On Sunday, June 8, another crowd gathered at Valletta and the Acting Governor gave orders for 600 seamen and 300 soldiers from the Royal Malta Artillery to be kept on standby at Valletta and Sliema. This reinforcement outnumbered the total strength of the police force.
Meanwhile, in Valletta and in several other localities, posters calling for national mourning were put up. Wreaths were placed in the middle of Palace Square and in Old Bakery Street where the three men had been killed the previous day.
At first the situation seemed calm, but about 9.30am a soldier of the Malta Composite Battalion was assaulted, knocked down and left unconscious in Old Theatre Street, corner with Strait Street. Police Constable Francis Said, who was guarding the Daily Malta Chronicle building, ran up to rescue the soldier from the crowd.
Some civilians tried to help the policeman to carry the soldier to the government dispensary but they were hindered and attacked by the crowd and the policeman was slightly injured. Eventually, when more policemen arrived, the soldier was carried to the dispensary. In the meantime some of the demonstartors entered the Chronicle offices and continued wrecking the place.
The Lieutenant-Governor, fearing more riots, called Dr Filippo Sceberras, who had been presiding the National Assembly, Dr Enrico Mizzi, president of the Circolo Gioventù, and other politicians to the Palace in Valletta and asked them to use their influence to prevent further disturbances. During the meeting the Lieutenant-Governor warned that should the police prove unable to maintain order he would be obliged to use all the forces at his disposal. He added that if troops were called out he would not be responsible for the consequences.
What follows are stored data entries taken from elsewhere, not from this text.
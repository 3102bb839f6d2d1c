//! Monolith Binary - Local single-server deployment
//!
//! Wires up:
//! - Filesystem report store under `UPLOAD_DIR`
//! - Classifier capabilities (HTTP services, or a no-op detector)
//! - Scan jobs, one background task per upload
//! - JSON HTTP API

use moderator::adapters::local::http::{self, AppState};
use moderator::adapters::local::{FsReportStore, HttpBodyClassifier, HttpDetector, NoOpDetector};
use moderator::application::jobs::JobManager;
use moderator::application::scanner::{DetectionPipeline, ScanService};
use moderator::config::LocalConfig;
use moderator::domain::layout::MediaLayout;
use moderator::ports::detector::{ClassifierChain, Detector};
use std::sync::Arc;
use tracing_subscriber::EnvFilter;

#[tokio::main]
async fn main() {
    let config = LocalConfig::from_env();

    tracing_subscriber::fmt()
        .with_env_filter(EnvFilter::try_from_default_env().unwrap_or_else(|_| EnvFilter::new("info")))
        .init();

    // 1. Storage
    let layout = MediaLayout::new(&config.upload_dir);
    if let Err(e) = layout.ensure_dirs().await {
        tracing::error!("cannot create {:?}: {}", config.upload_dir, e);
        std::process::exit(1);
    }
    let reports = Arc::new(FsReportStore::new(layout.clone()));

    // 2. Classifier capabilities
    let detector = content_detector(&config);
    let bodies = body_classifiers(&config);
    tracing::info!(
        "detector: {}, body classifiers: {:?}",
        detector.name(),
        bodies.names()
    );

    // 3. Application services
    let pipeline = DetectionPipeline::new(
        detector,
        bodies,
        layout.clone(),
        config.scan.score_threshold,
    );
    let scanner = Arc::new(ScanService::new(
        Arc::new(JobManager::new()),
        pipeline,
        Arc::clone(&reports),
        layout.clone(),
        config.scan,
    ));

    // 4. HTTP layer
    let app = http::router(AppState {
        scanner,
        reports,
        layout,
    });

    // 5. Start server
    let listener = tokio::net::TcpListener::bind(format!("{}:{}", config.addr, config.port))
        .await
        .expect("Failed to bind TCP listener");
    tracing::info!("Listening at {}:{}", config.addr, config.port);
    axum::serve(listener, app)
        .await
        .expect("Server failed to start");
}

fn content_detector(config: &LocalConfig) -> Box<dyn Detector> {
    let Some(url) = &config.detector_url else {
        tracing::warn!("DETECTOR_URL not set, every frame will scan clean");
        return Box::new(NoOpDetector);
    };
    match HttpDetector::new(url.as_str()) {
        Ok(detector) => Box::new(detector),
        Err(e) => {
            tracing::warn!("content detector unavailable ({}), every frame will scan clean", e);
            Box::new(NoOpDetector)
        }
    }
}

fn body_classifiers(config: &LocalConfig) -> ClassifierChain {
    let mut chain = ClassifierChain::default();
    let ranked = [
        (&config.person_detector_url, "person-primary"),
        (&config.person_fallback_url, "person-fallback"),
    ];
    for (url, name) in ranked {
        let Some(url) = url else {
            continue;
        };
        match HttpBodyClassifier::new(url.as_str(), name) {
            Ok(classifier) => chain.push(Box::new(classifier)),
            Err(e) => tracing::warn!("{} unavailable: {}", name, e),
        }
    }
    if chain.is_empty() {
        tracing::warn!("no person classifier configured, body type will be unknown");
    }
    chain
}
//! Configuration for the local single-machine deployment.

use std::env;
use std::path::PathBuf;
use std::str::FromStr;

pub const DEFAULT_SAMPLE_FPS: f64 = 2.0;
pub const DEFAULT_SCORE_THRESHOLD: f64 = 0.5;
pub const DEFAULT_DETECT_MAX_WIDTH: u32 = 640;
pub const DEFAULT_MERGE_GAP: f64 = 10.0;

/// Tunables of the scan pipeline and the segment aggregator.
#[derive(Clone, Copy, Debug, PartialEq)]
pub struct ScanSettings {
    /// Target samples per second of source video
    pub sample_rate: f64,
    /// Minimum detector score kept
    pub score_threshold: f64,
    /// Frames wider than this are downscaled before detection
    pub detect_max_width: u32,
    /// Maximum gap in seconds between detections of one segment
    pub merge_gap: f64,
}

impl Default for ScanSettings {
    fn default() -> Self {
        Self {
            sample_rate: DEFAULT_SAMPLE_FPS,
            score_threshold: DEFAULT_SCORE_THRESHOLD,
            detect_max_width: DEFAULT_DETECT_MAX_WIDTH,
            merge_gap: DEFAULT_MERGE_GAP,
        }
    }
}

impl ScanSettings {
    pub fn from_env() -> Self {
        Self::from_lookup(|key| env::var(key).ok())
    }

    /// Build settings from an arbitrary key lookup. Values that do not parse
    /// keep their default.
    pub fn from_lookup<F>(lookup: F) -> Self
    where
        F: Fn(&str) -> Option<String>,
    {
        let defaults = Self::default();
        Self {
            sample_rate: parse_or(&lookup, "SAMPLE_FPS", defaults.sample_rate),
            score_threshold: parse_or(&lookup, "SCORE_THRESHOLD", defaults.score_threshold),
            detect_max_width: parse_or(&lookup, "DETECT_MAX_WIDTH", defaults.detect_max_width),
            merge_gap: parse_or(&lookup, "MERGE_GAP", defaults.merge_gap),
        }
    }
}

fn parse_or<T, F>(lookup: &F, key: &str, default: T) -> T
where
    T: FromStr + Copy + std::fmt::Debug,
    F: Fn(&str) -> Option<String>,
{
    match lookup(key) {
        Some(raw) => raw.trim().parse().unwrap_or_else(|_| {
            tracing::warn!("{} has unparseable value {:?}, using {:?}", key, raw, default);
            default
        }),
        None => default,
    }
}

/// Configuration for local/monolith deployment.
#[derive(Clone, Debug)]
pub struct LocalConfig {
    /// HTTP server bind address
    pub addr: String,
    /// HTTP server port
    pub port: String,
    /// Directory for uploaded videos, reports and thumbnails
    pub upload_dir: PathBuf,
    /// Content classifier endpoint
    pub detector_url: Option<String>,
    /// Primary person classifier endpoint
    pub person_detector_url: Option<String>,
    /// Secondary person classifier endpoint
    pub person_fallback_url: Option<String>,
    pub scan: ScanSettings,
}

impl LocalConfig {
    /// Load configuration from environment variables.
    pub fn from_env() -> Self {
        dotenv::dotenv().ok();

        Self {
            addr: env::var("ADDR").unwrap_or_else(|_| String::from("127.0.0.1")),
            port: env::var("PORT").unwrap_or_else(|_| String::from("5000")),
            upload_dir: PathBuf::from(
                env::var("UPLOAD_DIR").unwrap_or_else(|_| String::from("./uploads")),
            ),
            detector_url: non_empty_var("DETECTOR_URL"),
            person_detector_url: non_empty_var("PERSON_DETECTOR_URL"),
            person_fallback_url: non_empty_var("PERSON_FALLBACK_URL"),
            scan: ScanSettings::from_env(),
        }
    }
}

fn non_empty_var(key: &str) -> Option<String> {
    env::var(key).ok().filter(|v| !v.trim().is_empty())
}

#[cfg(test)]
mod tests {
    use super::*;
    use std::collections::HashMap;

    #[test]
    fn test_defaults_when_unset() {
        let settings = ScanSettings::from_lookup(|_| None);
        assert_eq!(settings, ScanSettings::default());
        assert_eq!(settings.sample_rate, 2.0);
        assert_eq!(settings.detect_max_width, 640);
    }

    #[test]
    fn test_overrides_are_parsed() {
        let vars: HashMap<&str, &str> = [
            ("SAMPLE_FPS", "4"),
            ("SCORE_THRESHOLD", " 0.75 "),
            ("DETECT_MAX_WIDTH", "320"),
            ("MERGE_GAP", "2.5"),
        ]
        .into_iter()
        .collect();
        let settings = ScanSettings::from_lookup(|k| vars.get(k).map(|v| v.to_string()));
        assert_eq!(settings.sample_rate, 4.0);
        assert_eq!(settings.score_threshold, 0.75);
        assert_eq!(settings.detect_max_width, 320);
        assert_eq!(settings.merge_gap, 2.5);
    }

    #[test]
    fn test_garbage_falls_back_to_default() {
        let settings = ScanSettings::from_lookup(|k| match k {
            "DETECT_MAX_WIDTH" => Some("wide".to_string()),
            "MERGE_GAP" => Some("-".to_string()),
            _ => None,
        });
        assert_eq!(settings.detect_max_width, DEFAULT_DETECT_MAX_WIDTH);
        assert_eq!(settings.merge_gap, DEFAULT_MERGE_GAP);
    }
}
use crate::domain::detection::{PersonBoxes, RawDetection};
use crate::error::ClassifierError;
use image::RgbImage;

/// Content classifier run on every sampled frame.
#[cfg_attr(test, mockall::automock)]
pub trait Detector: Send + Sync {
    fn detect(&self, frame: &RgbImage) -> Result<Vec<RawDetection>, ClassifierError>;

    /// Name for logging.
    fn name(&self) -> &'static str;
}

/// Person classifier used to grade framing of frames with hits.
#[cfg_attr(test, mockall::automock)]
pub trait BodyClassifier: Send + Sync {
    fn classify_body(&self, frame: &RgbImage) -> Result<PersonBoxes, ClassifierError>;

    fn name(&self) -> &'static str;
}

/// Result of asking a capability about one frame: a value, or an explicit
/// marker that no answer could be had.
#[derive(Debug, Clone, PartialEq)]
pub enum Outcome<T> {
    Available(T),
    Unavailable(String),
}

impl<T> Outcome<T> {
    pub fn is_available(&self) -> bool {
        matches!(self, Outcome::Available(_))
    }

    pub fn unwrap_or(self, default: T) -> T {
        match self {
            Outcome::Available(value) => value,
            Outcome::Unavailable(_) => default,
        }
    }

    pub fn map<U, F: FnOnce(T) -> U>(self, f: F) -> Outcome<U> {
        match self {
            Outcome::Available(value) => Outcome::Available(f(value)),
            Outcome::Unavailable(reason) => Outcome::Unavailable(reason),
        }
    }
}

impl<T> From<Result<T, ClassifierError>> for Outcome<T> {
    fn from(result: Result<T, ClassifierError>) -> Self {
        match result {
            Ok(value) => Outcome::Available(value),
            Err(e) => Outcome::Unavailable(e.to_string()),
        }
    }
}

/// Body classifiers in rank order. The first one that answers wins; an empty
/// chain, or one where nobody answers, is `Unavailable`.
#[derive(Default)]
pub struct ClassifierChain {
    ranked: Vec<Box<dyn BodyClassifier>>,
}

impl ClassifierChain {
    pub fn new(ranked: Vec<Box<dyn BodyClassifier>>) -> Self {
        Self { ranked }
    }

    pub fn push(&mut self, classifier: Box<dyn BodyClassifier>) {
        self.ranked.push(classifier);
    }

    pub fn is_empty(&self) -> bool {
        self.ranked.is_empty()
    }

    pub fn names(&self) -> Vec<&'static str> {
        self.ranked.iter().map(|c| c.name()).collect()
    }

    pub fn classify(&self, frame: &RgbImage) -> Outcome<PersonBoxes> {
        let mut reasons = Vec::new();
        for classifier in &self.ranked {
            match classifier.classify_body(frame) {
                Ok(boxes) => return Outcome::Available(boxes),
                Err(e) => {
                    tracing::debug!("{} unavailable: {}", classifier.name(), e);
                    reasons.push(format!("{}: {}", classifier.name(), e));
                }
            }
        }
        if reasons.is_empty() {
            Outcome::Unavailable("no body classifier configured".to_string())
        } else {
            Outcome::Unavailable(reasons.join("; "))
        }
    }
}

#[cfg(test)]
mod tests {
    use super::*;

    fn failing(name: &'static str) -> MockBodyClassifier {
        let mut mock = MockBodyClassifier::new();
        mock.expect_classify_body()
            .returning(|_| Err(ClassifierError::Other("offline".to_string())));
        mock.expect_name().return_const(name);
        mock
    }

    fn answering(name: &'static str, boxes: usize) -> MockBodyClassifier {
        let mut mock = MockBodyClassifier::new();
        mock.expect_classify_body()
            .returning(move |_| Ok(PersonBoxes::new(vec![[0.0, 0.0, 10.0, 10.0]; boxes])));
        mock.expect_name().return_const(name);
        mock
    }

    #[test]
    fn test_empty_chain_is_unavailable() {
        let chain = ClassifierChain::default();
        assert!(!chain.classify(&RgbImage::new(2, 2)).is_available());
    }

    #[test]
    fn test_first_answer_wins() {
        let mut second = MockBodyClassifier::new();
        second.expect_classify_body().never();
        second.expect_name().return_const("second");

        let chain = ClassifierChain::new(vec![Box::new(answering("first", 2)), Box::new(second)]);
        let outcome = chain.classify(&RgbImage::new(2, 2));
        assert_eq!(outcome.unwrap_or(PersonBoxes::default()).count, 2);
    }

    #[test]
    fn test_falls_through_to_lower_rank() {
        let chain = ClassifierChain::new(vec![
            Box::new(failing("primary")),
            Box::new(answering("secondary", 1)),
        ]);
        let outcome = chain.classify(&RgbImage::new(2, 2));
        assert!(outcome.is_available());
        assert_eq!(outcome.unwrap_or(PersonBoxes::default()).count, 1);
    }

    #[test]
    fn test_all_failing_is_unavailable_with_reasons() {
        let chain = ClassifierChain::new(vec![Box::new(failing("a")), Box::new(failing("b"))]);
        match chain.classify(&RgbImage::new(2, 2)) {
            Outcome::Unavailable(reason) => {
                assert!(reason.contains("a: offline"));
                assert!(reason.contains("b: offline"));
            }
            other => panic!("expected unavailable, got {:?}", other),
        }
    }

    #[test]
    fn test_outcome_from_result() {
        let ok = Outcome::from(Ok::<u8, ClassifierError>(3));
        assert_eq!(ok, Outcome::Available(3));
        let err = Outcome::from(Err::<u8, _>(ClassifierError::Other("x".to_string())));
        assert_eq!(err.clone().unwrap_or(9), 9);
        assert_eq!(err.map(|v| v + 1), Outcome::Unavailable("x".to_string()));
    }
}
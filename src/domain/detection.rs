use serde::{Deserialize, Serialize};

/// Person box height to frame height ratio at or above which the subject is
/// shown in full.
pub const FULL_BODY_RATIO: f64 = 0.6;
pub const UPPER_BODY_RATIO: f64 = 0.35;

/// Coarse framing of the person in a frame.
#[derive(Debug, Clone, Copy, PartialEq, Eq, Hash, Default, Serialize, Deserialize)]
#[serde(rename_all = "snake_case")]
pub enum BodyType {
    FullBody,
    UpperBody,
    PartialOrFace,
    Multiple,
    #[default]
    Unknown,
}

impl BodyType {
    pub fn as_str(self) -> &'static str {
        match self {
            BodyType::FullBody => "full_body",
            BodyType::UpperBody => "upper_body",
            BodyType::PartialOrFace => "partial_or_face",
            BodyType::Multiple => "multiple",
            BodyType::Unknown => "unknown",
        }
    }
}

/// `[x, y, w, h]` in pixels of the frame the detector saw.
pub type BoundingBox = [f64; 4];

/// One hit as returned by a content detector, before thresholding.
#[derive(Debug, Clone, PartialEq, Serialize, Deserialize)]
pub struct RawDetection {
    #[serde(default = "unknown_class", alias = "label")]
    pub class: String,
    #[serde(default)]
    pub score: f64,
    #[serde(rename = "box", default)]
    pub bbox: BoundingBox,
}

fn unknown_class() -> String {
    "unknown".to_string()
}

/// Persons found in a frame by a body classifier.
#[derive(Debug, Clone, Default, PartialEq, Serialize, Deserialize)]
pub struct PersonBoxes {
    #[serde(default)]
    pub count: usize,
    #[serde(default)]
    pub bounding_boxes: Vec<BoundingBox>,
}

impl PersonBoxes {
    pub fn new(bounding_boxes: Vec<BoundingBox>) -> Self {
        Self {
            count: bounding_boxes.len(),
            bounding_boxes,
        }
    }

    /// Classify framing from box geometry: no person is `unknown`, several are
    /// `multiple`, a single one is graded by its height relative to the frame.
    pub fn body_type(&self, frame_height: u32) -> BodyType {
        match self.bounding_boxes.as_slice() {
            [] => BodyType::Unknown,
            [single] => {
                if frame_height == 0 {
                    return BodyType::Unknown;
                }
                let ratio = single[3] / f64::from(frame_height);
                if ratio >= FULL_BODY_RATIO {
                    BodyType::FullBody
                } else if ratio >= UPPER_BODY_RATIO {
                    BodyType::UpperBody
                } else {
                    BodyType::PartialOrFace
                }
            }
            _ => BodyType::Multiple,
        }
    }
}

/// One (frame, class) hit above the score threshold. Immutable once emitted.
#[derive(Debug, Clone, PartialEq, Serialize, Deserialize)]
pub struct Detection {
    pub timestamp: f64,
    pub frame_index: u64,
    pub class: String,
    pub score: f64,
    #[serde(rename = "box", default)]
    pub bbox: BoundingBox,
    #[serde(default)]
    pub body_type: BodyType,
    /// Relative path under the upload root, or empty
    #[serde(default)]
    pub thumbnail: String,
}
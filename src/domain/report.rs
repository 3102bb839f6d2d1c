//! The durable per-video scan record and the read-side helpers used by the
//! listing and viewer surfaces.

use super::detection::Detection;
use super::segments::Segment;
use serde::{Deserialize, Serialize};
use std::collections::HashMap;

#[derive(Debug, Clone, PartialEq, Serialize, Deserialize)]
pub struct Report {
    /// Original upload filename
    pub video: String,
    pub video_id: String,
    #[serde(default)]
    pub duration: f64,
    #[serde(default)]
    pub fps: f64,
    #[serde(default)]
    pub detections: Vec<Detection>,
    #[serde(default)]
    pub best_thumbnail: String,
    #[serde(default)]
    pub segments: Vec<Segment>,
    #[serde(default)]
    pub scan_time: f64,
}

impl Report {
    /// Highest scoring detection; the earliest one wins a tie.
    pub fn best_detection(&self) -> Option<&Detection> {
        best_detection(&self.detections)
    }

    /// Where the viewer should seek first.
    pub fn first_timestamp(&self) -> f64 {
        self.segments
            .first()
            .map(|s| s.start)
            .or_else(|| self.detections.first().map(|d| d.timestamp))
            .unwrap_or(0.0)
    }

    pub fn is_safe(&self) -> bool {
        self.detections.is_empty()
    }

    pub fn view_path(&self) -> String {
        if self.is_safe() {
            format!("/view/{}?safe=1", self.video_id)
        } else {
            format!("/view/{}?t={}", self.video_id, self.first_timestamp())
        }
    }

    /// Classes ordered by how often they were detected, or `SAFE`.
    pub fn tags(&self) -> Vec<String> {
        if self.detections.is_empty() {
            return vec!["SAFE".to_string()];
        }
        let mut order: Vec<(&str, usize)> = Vec::new();
        let mut index: HashMap<&str, usize> = HashMap::new();
        for det in &self.detections {
            match index.get(det.class.as_str()) {
                Some(&i) => order[i].1 += 1,
                None => {
                    index.insert(det.class.as_str(), order.len());
                    order.push((det.class.as_str(), 1));
                }
            }
        }
        // stable: equal counts keep first-seen order
        order.sort_by(|a, b| b.1.cmp(&a.1));
        order.into_iter().map(|(c, _)| c.to_string()).collect()
    }

    pub fn summary(&self) -> ReportSummary {
        ReportSummary {
            video_id: self.video_id.clone(),
            video_name: self.video.clone(),
            first_ts: self.first_timestamp(),
            thumb: normalize_thumbnail_path(&self.best_thumbnail),
            tags: self.tags(),
            scan_time: self.scan_time,
            scan_time_readable: format_time(self.scan_time),
        }
    }

    /// Copy with every thumbnail normalized for serving; entries without a
    /// thumbnail fall back to the best thumbnail.
    pub fn for_display(&self) -> Report {
        let mut report = self.clone();
        let best = normalize_thumbnail_path(&report.best_thumbnail);
        let best = best.rsplit('/').next().unwrap_or_default().to_string();
        for det in &mut report.detections {
            det.thumbnail = display_thumbnail(&det.thumbnail, &best);
        }
        for seg in &mut report.segments {
            seg.thumbnail = display_thumbnail(&seg.thumbnail, &best);
        }
        report
    }
}

fn display_thumbnail(path: &str, best: &str) -> String {
    if path.is_empty() {
        best.to_string()
    } else {
        normalize_thumbnail_path(path)
    }
}

pub fn best_detection(detections: &[Detection]) -> Option<&Detection> {
    detections.iter().fold(None, |best: Option<&Detection>, det| match best {
        Some(b) if det.score <= b.score => Some(b),
        _ => Some(det),
    })
}

/// A listing card.
#[derive(Debug, Clone, PartialEq, Serialize)]
pub struct ReportSummary {
    pub video_id: String,
    pub video_name: String,
    pub first_ts: f64,
    pub thumb: String,
    pub tags: Vec<String>,
    pub scan_time: f64,
    pub scan_time_readable: String,
}

/// Forward slashes, no leading slash.
pub fn normalize_thumbnail_path(path: &str) -> String {
    path.replace('\\', "/").trim_start_matches('/').to_string()
}

/// `X.Ys` below a minute, `Mm X.Ys` from a minute on.
pub fn format_time(secs: f64) -> String {
    let secs = if secs.is_finite() { secs.max(0.0) } else { 0.0 };
    if secs >= 60.0 {
        let minutes = (secs / 60.0).floor();
        let rem = secs - minutes * 60.0;
        format!("{}m {:.1}s", minutes as u64, rem)
    } else {
        format!("{:.1}s", secs)
    }
}

#[cfg(test)]
mod tests {
    use super::*;
    use crate::domain::detection::BodyType;

    fn det(ts: f64, class: &str, score: f64, thumb: &str) -> Detection {
        Detection {
            timestamp: ts,
            frame_index: (ts * 30.0) as u64,
            class: class.to_string(),
            score,
            bbox: [0.0; 4],
            body_type: BodyType::Unknown,
            thumbnail: thumb.to_string(),
        }
    }

    fn report(detections: Vec<Detection>) -> Report {
        Report {
            video: "clip.mp4".to_string(),
            video_id: "abc".to_string(),
            duration: 30.0,
            fps: 30.0,
            detections,
            best_thumbnail: String::new(),
            segments: vec![],
            scan_time: 4.2,
        }
    }

    #[test]
    fn test_normalize_thumbnail_path() {
        assert_eq!(normalize_thumbnail_path("thumbs\\a_f1.jpg"), "thumbs/a_f1.jpg");
        assert_eq!(normalize_thumbnail_path("/thumbs/a_f1.jpg"), "thumbs/a_f1.jpg");
        assert_eq!(normalize_thumbnail_path("\\\\thumbs\\a.jpg"), "thumbs/a.jpg");
        assert_eq!(normalize_thumbnail_path(""), "");
    }

    #[test]
    fn test_format_time() {
        assert_eq!(format_time(-3.0), "0.0s");
        assert_eq!(format_time(12.34), "12.3s");
        assert_eq!(format_time(60.0), "1m 0.0s");
        assert_eq!(format_time(125.5), "2m 5.5s");
        assert_eq!(format_time(f64::NAN), "0.0s");
    }

    #[test]
    fn test_best_detection_prefers_first_on_tie() {
        let dets = vec![
            det(1.0, "A", 0.9, "t1"),
            det(2.0, "B", 0.95, "t2"),
            det(3.0, "A", 0.95, "t3"),
        ];
        assert_eq!(best_detection(&dets).unwrap().thumbnail, "t2");
        assert!(best_detection(&[]).is_none());
    }

    #[test]
    fn test_tags_by_frequency() {
        let rep = report(vec![
            det(1.0, "B", 0.9, ""),
            det(2.0, "A", 0.9, ""),
            det(3.0, "A", 0.9, ""),
            det(4.0, "C", 0.9, ""),
        ]);
        assert_eq!(rep.tags(), vec!["A", "B", "C"]);
        assert_eq!(report(vec![]).tags(), vec!["SAFE"]);
    }

    #[test]
    fn test_view_path() {
        let rep = report(vec![det(7.5, "A", 0.9, "")]);
        assert_eq!(rep.view_path(), "/view/abc?t=7.5");
        assert_eq!(report(vec![]).view_path(), "/view/abc?safe=1");
    }

    #[test]
    fn test_for_display_falls_back_to_best() {
        let mut rep = report(vec![det(1.0, "A", 0.9, ""), det(2.0, "A", 0.8, "\\thumbs\\abc_f60.jpg")]);
        rep.best_thumbnail = "abc_best.jpg".to_string();
        let shown = rep.for_display();
        assert_eq!(shown.detections[0].thumbnail, "abc_best.jpg");
        assert_eq!(shown.detections[1].thumbnail, "thumbs/abc_f60.jpg");
        // source record untouched
        assert_eq!(rep.detections[1].thumbnail, "\\thumbs\\abc_f60.jpg");
    }

    #[test]
    fn test_old_records_without_optional_fields_load() {
        let rep: Report = serde_json::from_str(
            r#"{"video":"v.mp4","video_id":"x","detections":[{"timestamp":1,"frame_index":30,"class":"A","score":0.7}]}"#,
        )
        .unwrap();
        assert!(rep.segments.is_empty());
        assert_eq!(rep.best_thumbnail, "");
        assert_eq!(rep.detections[0].body_type, BodyType::Unknown);
    }
}
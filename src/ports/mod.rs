//! Ports - Trait definitions implemented by adapters.

pub mod detector;
pub mod repository;
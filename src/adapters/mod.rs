//! Adapters - Concrete implementations of ports.

pub mod local;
The deputation promised to do their utmost to calm the people, but they also requested a full inquiry into the events of the previous day and that no person involved should be allowed to leave the island until the inquiry had been completed.
Moreover, the delegation requested that should the use of soldiers be necessary, only local troops should be used. General Hunter Blair promised this would be done and he also agreed to the inquiry.
(The concluding part of this article will be published next Sunday)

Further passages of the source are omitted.